Vitamins are essential for optimal health. Vitamins can help your vision, promote the growth of cells and tissues throughout the body, protect you from infections, and they help to regulate your immune system. What about your hearing health? Yes, vitamins can benefit your ears too.

Vitamins To Help with Hearing

Research is still in progress as to how effective vitamins are for your hearing health. However, there is present information available to people with hearing loss and those who wish to avoid it for adjusting their diets for the sake of their ears. Here are vitamins that can help your hearing:

  • Carotenoids. This group has functions that are important for human health, antioxidant defense, and cell-to-cell communication. Vitamin A is in this group.
  • Fish oil. There is evidence that fish oil slows down the development of age-related hearing loss.
  • Folate. Also known as B-9, folate is found naturally in many foods and is essential for cell division.
  • Vitamin B-12. This water-soluble vitamin is essential for neurological health. A deficiency can increase your chances of developing tinnitus.
  • Vitamin E. This vitamin helps circulation, including circulation in the inner ear. The hair cells within the inner ear are dependent on flow for good hearing health.
  • Vitamin D. A vitamin that is crucial for bone health, including those small bones in the middle ear.

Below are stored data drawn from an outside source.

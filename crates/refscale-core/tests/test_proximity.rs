use refscale_core::detection::{filter_near_center, is_near_center, CenterFilterConfig, ProximityMode};
use refscale_core::frame::{CircleCandidate, ImageCenter};

fn per_axis(tolerance: f32) -> CenterFilterConfig {
    CenterFilterConfig {
        tolerance,
        mode: ProximityMode::PerAxis,
    }
}

#[test]
fn test_image_center_uses_integer_division() {
    assert_eq!(ImageCenter::of(1920, 1080), ImageCenter { x: 960, y: 540 });
    assert_eq!(ImageCenter::of(1921, 1081), ImageCenter { x: 960, y: 540 });
}

#[test]
fn test_candidate_within_tolerance_kept() {
    let center = ImageCenter { x: 960, y: 540 };
    let c = CircleCandidate::new(1000.0, 560.0, 50.0);
    assert!(is_near_center(&c, center, &per_axis(70.0)));
}

#[test]
fn test_candidate_outside_on_one_axis_rejected() {
    let center = ImageCenter { x: 960, y: 540 };
    let c = CircleCandidate::new(1050.0, 540.0, 50.0);
    assert!(!is_near_center(&c, center, &per_axis(70.0)));
}

#[test]
fn test_tolerance_boundary_is_strict() {
    let center = ImageCenter { x: 960, y: 540 };
    let on_edge = CircleCandidate::new(1030.0, 540.0, 50.0);
    let inside = CircleCandidate::new(1029.0, 540.0, 50.0);
    assert!(!is_near_center(&on_edge, center, &per_axis(70.0)));
    assert!(is_near_center(&inside, center, &per_axis(70.0)));
}

#[test]
fn test_per_axis_accepts_diagonal_corner() {
    // 69 px on both axes is ~97.6 px away radially: kept per axis only.
    let center = ImageCenter { x: 960, y: 540 };
    let corner = CircleCandidate::new(1029.0, 609.0, 50.0);
    assert!(is_near_center(&corner, center, &per_axis(70.0)));

    let radial = CenterFilterConfig {
        tolerance: 70.0,
        mode: ProximityMode::Radial,
    };
    assert!(!is_near_center(&corner, center, &radial));
}

#[test]
fn test_default_mode_is_per_axis() {
    assert_eq!(CenterFilterConfig::default().mode, ProximityMode::PerAxis);
    assert_eq!(CenterFilterConfig::default().tolerance, 70.0);
}

#[test]
fn test_filter_preserves_order() {
    let center = ImageCenter { x: 960, y: 540 };
    let candidates = vec![
        CircleCandidate::new(1000.0, 560.0, 300.0),
        CircleCandidate::new(1050.0, 540.0, 300.0),
        CircleCandidate::new(930.0, 500.0, 260.0),
    ];
    let kept = filter_near_center(&candidates, center, &per_axis(70.0));
    assert_eq!(kept, vec![candidates[0], candidates[2]]);
}

#[test]
fn test_filter_empty_input() {
    let kept = filter_near_center(&[], ImageCenter { x: 10, y: 10 }, &per_axis(70.0));
    assert!(kept.is_empty());
}

#[test]
fn test_candidate_rounding() {
    let c = CircleCandidate::new(10.4, 20.5, 30.6).rounded();
    assert_eq!(c, CircleCandidate::new(10.0, 21.0, 31.0));
    assert_eq!(c.to_string(), "10 21 31");
}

Minerals In Support Of Hearing

Minerals are necessary for your health and body function. These inorganic substances located in soils and rocks are vital for the body to carry out tasks and processes. Minerals are attained by eating plants that take up the minerals from the earth or by consuming meat from animals that eat plants. There are many critical minerals, and here are some ones that boost healthy hearing:

  • Potassium. This commonplace mineral adjusts fluid in the body and body tissue. Potassium is critical for hearing health due to the fluid in the inner ear. This fluid helps to translate noises into electrical impulses the brain reads as sound. Potatoes, spinach, lima beans, tomatoes, bananas, melons, and milk all contain potassium.
  • Folic acid. Folic acid is essential for new cell growth and slowing down the loss of hearing. Organ meats, spinach, broccoli, and asparagus contain generous amounts of folic acid.
  • Magnesium. Magnesium fights the effects of free radicals released during loud noises. It provides a protective barrier for the hair cells in the inner ear. Foods containing magnesium include bananas, artichokes, potatoes, spinach, and tomatoes.
  • Zinc. Zinc is effective at keeping germs that cause colds and ear infections at bay. There is research that suggests that zinc is efficient at treating tinnitus. Pork, beef, dark-meat chicken, peanuts, beans, and dark chocolate have ample amounts of zinc.

A Balanced Diet

A balanced remains the best way to get the nutrients your body needs for optimal health. For your hearing health, try a diet containing fruits, vegetables, whole grains, proteins, and healthy fats. For good hearing health, it is also essential to have a hearing evaluation with a hearing healthcare professional who can diagnose and treat any hearing loss you may be experiencing.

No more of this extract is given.